The most salient findings reported in this study were the few complications, lack of lifts being required in any case, secondary coverage by the temporalis muscle, and excellent audiologic outcomes. The lack of complications beyond a wound infection in a patient who had previous radiation to the area suggests that the technique is safe. The fact that lifts were not required in any case indicates that the subtemporalis muscle middle cranial fossa bone-island craniotomy technique performed its intended purpose of achieving an excellent fit of the device with the lowest possible profile. The temporalis muscle coverage of the FMT further limits a noticeable contour beneath the skin or scalp. The time from skin incision to completion of implantation was typically less than 15 minutes. We did not have a control group to compare the length of the operation, but we believe that the technique is much faster than contouring the bone bed, in which incremental drilling and frequent checking for device fit are often required. We acknowledge that surgeons may be reticent to use the technique because it technically includes performing a craniotomy, which gives the impression that the technique is more invasive than “simply” drilling a bed in the cortical bone for the device. However, we believe that a controlled and deliberate exposure of the dura around the bone island is much safer than the less deliberate (or possibly accidental) dural exposure that can occur when lowering the depth of the bed to achieve the adequate fit. Another advantage of our technique is that it gives the device a lower profile on the skull and scalp, which is safer in the case of accidental trauma to the head and results in a better cosmetic outcome.

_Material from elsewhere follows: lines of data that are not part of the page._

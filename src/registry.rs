//! Named pools and the requeue scheduler they share.

use crate::config::{PoolConfig, RegistryConfig};
use crate::error::{Error, Result};
use crate::executor::ManagedPool;
use crate::scheduler::RequeueScheduler;
use parking_lot::RwLock;
use std::collections::HashMap;
use std::sync::Arc;

#[derive(Default)]
struct Inner {
    pools: HashMap<String, Arc<ManagedPool>>,
    // started with the first pool, stopped when the registry drops
    scheduler: Option<RequeueScheduler>,
}

/// A set of uniquely named pools.
///
/// Registries are independent: each has its own pools and its own requeue
/// scheduler thread. Dropping a registry destroys every pool still in it.
pub struct Registry {
    config: RegistryConfig,
    inner: RwLock<Inner>,
}

impl Registry {
    pub fn new() -> Self {
        Self {
            config: RegistryConfig::default(),
            inner: RwLock::new(Inner::default()),
        }
    }

    pub fn with_config(config: RegistryConfig) -> Result<Self> {
        config.validate()?;
        Ok(Self {
            config,
            inner: RwLock::new(Inner::default()),
        })
    }

    /// Returns the pool registered as `name`, creating it from `config` if
    /// there is none.
    ///
    /// `config` is validated either way. An existing pool is returned as is,
    /// even if it was built from a different config.
    pub fn create_or_get(&self, name: &str, config: PoolConfig) -> Result<Arc<ManagedPool>> {
        validate_name(name)?;
        config.validate()?;

        if let Some(pool) = self.get(name) {
            return Ok(pool);
        }

        let mut guard = self.inner.write();
        let inner = &mut *guard;

        let stale = match inner.pools.get(name) {
            Some(pool) if !pool.is_destroyed() => {
                tracing::debug!(pool = name, "pool already registered");
                return Ok(pool.clone());
            }
            Some(_) => true,
            None => false,
        };
        // shut down through its own handle; the name is free again
        if stale {
            inner.pools.remove(name);
            tracing::debug!(pool = name, "replacing destroyed pool");
        }

        let pool = ManagedPool::new(name, config)?;
        if inner.scheduler.is_none() {
            match RequeueScheduler::start(&self.config) {
                Ok(scheduler) => inner.scheduler = Some(scheduler),
                Err(err) => {
                    pool.shutdown();
                    return Err(err);
                }
            }
        }
        if let Some(scheduler) = inner.scheduler.as_ref() {
            scheduler.track(&pool);
        }
        inner.pools.insert(name.to_string(), pool.clone());

        let config = pool.config();
        tracing::info!(
            pool = name,
            core = config.core_threads,
            max = config.max_threads,
            capacity = config.queue_capacity,
            order = ?config.order,
            "pool created"
        );

        Ok(pool)
    }

    /// [`Registry::create_or_get`] with [`PoolConfig::default`].
    pub fn create_or_get_default(&self, name: &str) -> Result<Arc<ManagedPool>> {
        self.create_or_get(name, PoolConfig::default())
    }

    /// Looks `name` up. Never creates a pool, and never returns one that has
    /// been shut down.
    pub fn get(&self, name: &str) -> Option<Arc<ManagedPool>> {
        self.inner
            .read()
            .pools
            .get(name)
            .filter(|pool| !pool.is_destroyed())
            .cloned()
    }

    /// Removes and shuts down the pool, discarding its queued and spilled
    /// tasks. Returns `false` if no such pool was registered.
    pub fn destroy(&self, name: &str) -> bool {
        let (removed, remaining) = {
            let mut inner = self.inner.write();
            let removed = inner.pools.remove(name);
            let mut remaining: Vec<String> = inner.pools.keys().cloned().collect();
            remaining.sort();
            (removed, remaining)
        };

        match removed {
            Some(pool) => {
                pool.shutdown();
                tracing::debug!(pool = name, ?remaining, "pool removed from registry");
                true
            }
            None => false,
        }
    }

    /// Destroys every registered pool.
    pub fn destroy_all(&self) {
        let pools: Vec<_> = self.inner.write().pools.drain().collect();
        for (_, pool) in pools {
            pool.shutdown();
        }
    }

    /// Runs a requeue tick right away instead of waiting for the timer.
    /// Returns the number of tasks resubmitted.
    pub fn requeue_now(&self) -> usize {
        self.inner
            .read()
            .scheduler
            .as_ref()
            .map_or(0, RequeueScheduler::tick_now)
    }

    /// Names of the live pools, sorted.
    pub fn names(&self) -> Vec<String> {
        let mut names: Vec<String> = self
            .inner
            .read()
            .pools
            .iter()
            .filter(|(_, pool)| !pool.is_destroyed())
            .map(|(name, _)| name.clone())
            .collect();
        names.sort();
        names
    }

    pub fn len(&self) -> usize {
        self.inner
            .read()
            .pools
            .values()
            .filter(|pool| !pool.is_destroyed())
            .count()
    }

    pub fn is_empty(&self) -> bool {
        self.len() == 0
    }

    pub fn config(&self) -> &RegistryConfig {
        &self.config
    }
}

impl Default for Registry {
    fn default() -> Self {
        Self::new()
    }
}

impl Drop for Registry {
    fn drop(&mut self) {
        self.destroy_all();
    }
}

impl std::fmt::Debug for Registry {
    fn fmt(&self, f: &mut std::fmt::Formatter<'_>) -> std::fmt::Result {
        f.debug_struct("Registry")
            .field("pools", &self.names())
            .field("requeue_interval", &self.config.requeue_interval)
            .finish()
    }
}

fn validate_name(name: &str) -> Result<()> {
    if name.trim().is_empty() {
        return Err(Error::config("pool name must not be empty"));
    }
    if name.contains('\0') {
        return Err(Error::config("pool name must not contain NUL"));
    }
    Ok(())
}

Overall, the audiologic outcomes were excellent. Patients in the CMHL group had highly statistically significant functional gain with the device (mean, 35.3 dB HL; p < 0.0001), which was consistent with previous studies (5,25–27). Aided air-bone gaps were also similar to a study that used a related middle fossa technique but with an older version of the device (the BCI601) (22). One limitation was that there was no control group of patients for comparison, who ideally would have been composed of patients who underwent surgery with a conventional technique. Unfortunately, heterogeneity in the study populations and significant differences in the reporting of audiologic outcomes of existing studies make direct statistical comparison difficult; but in general, similar or better audiologic outcomes were seen in our cohort, compared with comparable studies that are shown in Table 2. Speech discrimination with the device was also very positive (mean, 90.7% word recognition score). Aided postoperative thresholds of the SSD cohort were in the range of mild hearing loss. Although our analysis was limited to adult patients for this metric, improvement in SSQ scores indicates that patients were satisfied with the device in real-world situations. For the CMHL group, the mean SSQ scores among adult patients improved from 3.71 preoperatively to 5.42 postoperatively. Although the mean SSQ scores for the two adult recipients in the SSD cohort improved from 3.26 preoperatively to 4.76 postoperatively, statistical comparison cannot be made because the cohort is too small.

TABLE 2 - Summary audiologic outcomes reported in previous studies
Device Location Active Transcutaneous Bone-Conduction Implant Device Model Postop PTA Aided A-B Gap, Mean dB HL (SD) PTA Functional Gain, Mean dB HL (SD)
Our cohort (n = 14 a ) Subtemporalis Muscle middle fossa 602 8.55 (5.10) 35.4 (12.6)
Schmerber et al. (23) Variable, predominantly presigmoid 601 NR 26.1 (13.7)
Cywka et al. (3) Presigmoid 602 NR 27.0 (10.7)
Siegel et al. (22) Middle fossa 601 4.6 (17.9) 40.3 (19.0)
aConductive or mixed hearing loss patients only, 18 total in the series with 4 patients with single-sided deafness.
A-B indicates air-bone; A-C, air-conduction; Aided, active transcutaneous bone conduction implant; B-C, bone conduction; dB HL, hearing level in decibels; Middle fossa, middle cranial fossa craniotomy; Postop, postoperative; NR, not reported; PTA, our-frequency pure-tone average; SD, standard deviation.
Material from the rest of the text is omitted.